══ Task input ══
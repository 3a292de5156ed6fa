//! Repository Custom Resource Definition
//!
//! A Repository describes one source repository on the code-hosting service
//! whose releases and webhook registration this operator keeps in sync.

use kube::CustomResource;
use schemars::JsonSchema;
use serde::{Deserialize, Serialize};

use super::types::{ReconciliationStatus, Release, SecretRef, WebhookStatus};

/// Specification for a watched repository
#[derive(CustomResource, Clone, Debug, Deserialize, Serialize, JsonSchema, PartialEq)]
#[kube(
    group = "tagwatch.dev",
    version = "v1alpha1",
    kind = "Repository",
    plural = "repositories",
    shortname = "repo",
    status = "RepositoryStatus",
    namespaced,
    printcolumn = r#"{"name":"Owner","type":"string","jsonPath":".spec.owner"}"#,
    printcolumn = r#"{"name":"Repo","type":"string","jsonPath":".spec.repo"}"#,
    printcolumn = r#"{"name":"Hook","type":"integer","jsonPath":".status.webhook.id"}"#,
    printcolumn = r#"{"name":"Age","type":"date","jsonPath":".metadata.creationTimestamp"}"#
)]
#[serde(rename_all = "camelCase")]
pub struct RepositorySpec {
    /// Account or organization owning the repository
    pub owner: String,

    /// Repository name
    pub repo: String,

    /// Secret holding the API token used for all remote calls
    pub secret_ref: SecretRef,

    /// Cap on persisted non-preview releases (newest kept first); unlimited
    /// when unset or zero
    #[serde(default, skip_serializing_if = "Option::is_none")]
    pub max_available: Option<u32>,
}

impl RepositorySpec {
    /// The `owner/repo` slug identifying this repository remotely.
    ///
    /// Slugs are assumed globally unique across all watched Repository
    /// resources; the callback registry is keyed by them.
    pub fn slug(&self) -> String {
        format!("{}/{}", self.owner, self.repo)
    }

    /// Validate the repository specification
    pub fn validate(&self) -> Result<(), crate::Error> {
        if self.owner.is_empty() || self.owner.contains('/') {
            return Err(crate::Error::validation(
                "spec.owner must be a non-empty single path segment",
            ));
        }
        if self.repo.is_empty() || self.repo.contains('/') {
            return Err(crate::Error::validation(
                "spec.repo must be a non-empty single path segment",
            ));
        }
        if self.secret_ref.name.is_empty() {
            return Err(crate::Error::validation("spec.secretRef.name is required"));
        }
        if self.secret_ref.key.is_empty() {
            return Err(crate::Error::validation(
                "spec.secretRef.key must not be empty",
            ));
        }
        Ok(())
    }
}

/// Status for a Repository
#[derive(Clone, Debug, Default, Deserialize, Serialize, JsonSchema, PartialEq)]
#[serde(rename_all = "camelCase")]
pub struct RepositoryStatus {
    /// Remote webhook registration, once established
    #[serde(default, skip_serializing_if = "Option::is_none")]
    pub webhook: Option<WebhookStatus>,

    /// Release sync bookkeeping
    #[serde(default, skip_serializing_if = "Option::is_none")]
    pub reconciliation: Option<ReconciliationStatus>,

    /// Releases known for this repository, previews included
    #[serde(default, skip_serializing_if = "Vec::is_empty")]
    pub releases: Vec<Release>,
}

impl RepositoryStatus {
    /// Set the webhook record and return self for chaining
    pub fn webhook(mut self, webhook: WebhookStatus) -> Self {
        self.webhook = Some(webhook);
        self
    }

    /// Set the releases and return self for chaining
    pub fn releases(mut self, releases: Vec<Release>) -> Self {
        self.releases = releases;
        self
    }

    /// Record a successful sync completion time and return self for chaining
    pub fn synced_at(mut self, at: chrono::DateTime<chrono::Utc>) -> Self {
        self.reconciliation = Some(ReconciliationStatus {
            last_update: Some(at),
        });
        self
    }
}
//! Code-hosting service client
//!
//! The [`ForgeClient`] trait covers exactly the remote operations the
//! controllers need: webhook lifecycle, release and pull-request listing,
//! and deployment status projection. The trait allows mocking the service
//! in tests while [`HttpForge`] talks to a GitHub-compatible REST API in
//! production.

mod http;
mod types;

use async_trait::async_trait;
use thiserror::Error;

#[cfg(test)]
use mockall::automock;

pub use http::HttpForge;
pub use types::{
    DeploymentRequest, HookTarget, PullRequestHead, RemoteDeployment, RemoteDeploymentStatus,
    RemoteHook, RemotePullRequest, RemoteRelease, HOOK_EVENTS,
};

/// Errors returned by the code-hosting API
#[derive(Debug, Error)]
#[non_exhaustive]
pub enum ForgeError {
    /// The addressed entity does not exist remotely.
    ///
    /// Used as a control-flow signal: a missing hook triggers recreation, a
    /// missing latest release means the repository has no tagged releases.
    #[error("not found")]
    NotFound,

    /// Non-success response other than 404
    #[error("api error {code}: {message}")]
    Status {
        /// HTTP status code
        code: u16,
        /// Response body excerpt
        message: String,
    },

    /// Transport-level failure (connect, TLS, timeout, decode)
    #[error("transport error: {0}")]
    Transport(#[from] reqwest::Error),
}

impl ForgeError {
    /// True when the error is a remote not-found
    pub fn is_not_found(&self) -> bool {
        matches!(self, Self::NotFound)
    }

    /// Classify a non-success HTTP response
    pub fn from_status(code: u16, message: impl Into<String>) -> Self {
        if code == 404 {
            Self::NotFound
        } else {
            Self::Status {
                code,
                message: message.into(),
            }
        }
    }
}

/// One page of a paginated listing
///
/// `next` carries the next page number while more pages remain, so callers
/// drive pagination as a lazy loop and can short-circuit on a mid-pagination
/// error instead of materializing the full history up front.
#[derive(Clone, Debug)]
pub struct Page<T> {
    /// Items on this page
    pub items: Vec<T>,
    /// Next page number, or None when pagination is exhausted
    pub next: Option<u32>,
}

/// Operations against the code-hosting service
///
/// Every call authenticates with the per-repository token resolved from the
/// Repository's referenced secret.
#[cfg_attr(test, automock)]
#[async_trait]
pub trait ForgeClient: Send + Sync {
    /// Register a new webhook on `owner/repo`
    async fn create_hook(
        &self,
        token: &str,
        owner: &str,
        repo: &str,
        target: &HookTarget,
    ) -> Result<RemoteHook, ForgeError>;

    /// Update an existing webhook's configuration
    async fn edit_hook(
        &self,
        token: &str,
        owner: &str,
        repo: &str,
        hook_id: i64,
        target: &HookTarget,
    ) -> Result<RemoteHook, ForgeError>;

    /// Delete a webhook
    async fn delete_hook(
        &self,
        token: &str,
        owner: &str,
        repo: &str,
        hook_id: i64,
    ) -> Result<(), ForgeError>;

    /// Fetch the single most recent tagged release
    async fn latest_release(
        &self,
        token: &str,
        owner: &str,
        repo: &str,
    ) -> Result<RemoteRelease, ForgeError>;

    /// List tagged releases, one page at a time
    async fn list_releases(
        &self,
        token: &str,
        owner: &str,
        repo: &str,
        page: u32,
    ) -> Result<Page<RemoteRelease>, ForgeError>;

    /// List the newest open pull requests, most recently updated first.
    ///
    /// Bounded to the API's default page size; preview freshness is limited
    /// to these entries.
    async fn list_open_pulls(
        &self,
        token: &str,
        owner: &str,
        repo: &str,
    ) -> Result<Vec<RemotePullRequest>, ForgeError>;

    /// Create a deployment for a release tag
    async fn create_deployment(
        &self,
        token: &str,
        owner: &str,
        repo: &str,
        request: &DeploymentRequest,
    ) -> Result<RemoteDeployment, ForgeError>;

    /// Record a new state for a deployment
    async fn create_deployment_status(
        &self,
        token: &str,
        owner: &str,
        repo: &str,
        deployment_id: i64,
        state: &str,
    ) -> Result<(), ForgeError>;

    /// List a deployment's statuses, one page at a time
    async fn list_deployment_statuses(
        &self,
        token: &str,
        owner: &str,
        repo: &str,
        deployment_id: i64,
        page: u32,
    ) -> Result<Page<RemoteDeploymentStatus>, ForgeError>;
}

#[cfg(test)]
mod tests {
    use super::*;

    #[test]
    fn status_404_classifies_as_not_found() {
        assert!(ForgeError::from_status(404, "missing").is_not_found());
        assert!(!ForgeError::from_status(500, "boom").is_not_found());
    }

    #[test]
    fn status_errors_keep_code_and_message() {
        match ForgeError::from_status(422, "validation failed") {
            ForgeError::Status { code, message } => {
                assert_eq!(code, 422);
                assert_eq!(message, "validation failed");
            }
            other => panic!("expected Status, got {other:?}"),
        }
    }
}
═══
### Exercise objective
Bring together each line above where the string "Clone" turns up.

### Response below
#[derive(CustomResource, Clone, Debug, Deserialize, Serialize, JsonSchema, PartialEq)]
#[derive(Clone, Debug, Default, Deserialize, Serialize, JsonSchema, PartialEq)]
#[derive(Clone, Debug)]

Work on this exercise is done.